Pero la mediocridad como leitmotiv perdió en el desafinado concierto de nuestro tiempo ese ingenuo compás de los años de Ingenieros y se sofisticó con astucia, consiguiendo disfrazar la mala fe de inocencia, amparándola en la ineptitud y la estupidez, como atenuantes para delitos tan sofisticados como poco mediocres, sin contar el rédito político que ofrecen el escepticismo y la resignación.
Por suerte, la Argentina está llena de paladines contra la mediocridad, como lo demuestran las arrolladoras fuerzas creativas que se distinguen en todos los ámbitos, particularmente en las nuevas tecnologías, donde las elevadas expectativas de esos genios juveniles consagradas en unicornios mundiales, alientan a establecer un parangón con los designios del país, pues entre los varios factores que determinan el éxito de personas y naciones, el de las aspiraciones que se fijen, acaso sea el más determinante, porque a menos que el azar los sorprenda, difícilmente se alcanza lo que no se pretende.
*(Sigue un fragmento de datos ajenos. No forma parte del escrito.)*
//! Duplicate, create, delete and update operations.
//!
//! Every operation that adds an entity mints an id that is free in its id
//! space. Every structural change rebuilds the session's lookup tables
//! before returning, so a reference returned by one of these calls is
//! already visible to the queries.

use crate::index::{curve_at, curve_at_mut, lithology_at};
use crate::query::stale;
use crate::{CatalogueError, CatalogueResult, CatalogueSession};
use lithocat_model::{
    Curve, CurvePoint, Literal, Lithology, LithologyGroup, MainLithologyGroup, ParameterValue,
};
use lithocat_types::{
    CatalogueId, CurveGroupId, CurveId, EntityKind, LithologyGroupId, LithologyId, Lookup,
    MainLithologyGroupId, is_canonical_id,
};
use std::collections::BTreeSet;
use tracing::{debug, info};

/// Mints an id that is not in `existing`.
///
/// Draws at most `max_attempts` candidates; running out is
/// `DuplicateIdentifier`, which means the id space is broken.
pub fn generate_id<I: CatalogueId>(
    existing: &BTreeSet<I>,
    max_attempts: u32,
) -> CatalogueResult<I> {
    generate_id_with(|id| existing.contains::<I>(id), max_attempts, I::generate)
}

/// [`generate_id`] with a caller-supplied membership test and id source.
pub fn generate_id_with<I: CatalogueId>(
    is_taken: impl Fn(&I) -> bool,
    max_attempts: u32,
    mut mint: impl FnMut() -> I,
) -> CatalogueResult<I> {
    let mut last = None;
    for attempt in 1..=max_attempts.max(1) {
        let candidate = mint();
        if !is_taken(&candidate) {
            return Ok(candidate);
        }
        debug!(kind = %I::KIND, attempt, id = %candidate, "Generated id already taken");
        last = Some(candidate);
    }
    Err(CatalogueError::DuplicateIdentifier {
        kind: I::KIND,
        id: last.map(|id| id.to_string()).unwrap_or_default(),
    })
}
Así como cuando la Argentina se planteó llegar a ser una potencia mundial, lo consiguió, desde los años 40 su dirigencia se planteó segregarse hasta alcanzar un consistente status de irrelevancia mundial. La expectativa más elevada de la Argentina de los últimos decenios se ha limitado a la mezquina aspiración de sobrevivir a su eterna crisis o, a lo sumo, salir de ella e integrar un reducido grupo de países anodinos. Más: se ha logrado imponer en buena parte de su intelectualidad la resignada certeza de que toda elevada pretensión para el futuro de la Argentina, constituye un absurdo pergeñado por reaccionarios para distraer de los verdaderos problemas, confirmando aquella regla de que los países, como las personas, terminan asemejándose más a los anhelos que se propusieron y cultivaron a lo largo de su existencia que a los que jamás soñaron.
2025 ofrece una conjunción singular para quebrar ese círculo vicioso que proponen los hombres mediocres: la efeméride de un genial enemigo de la mediocridad y una sociedad dispuesta a soñar con unicornios.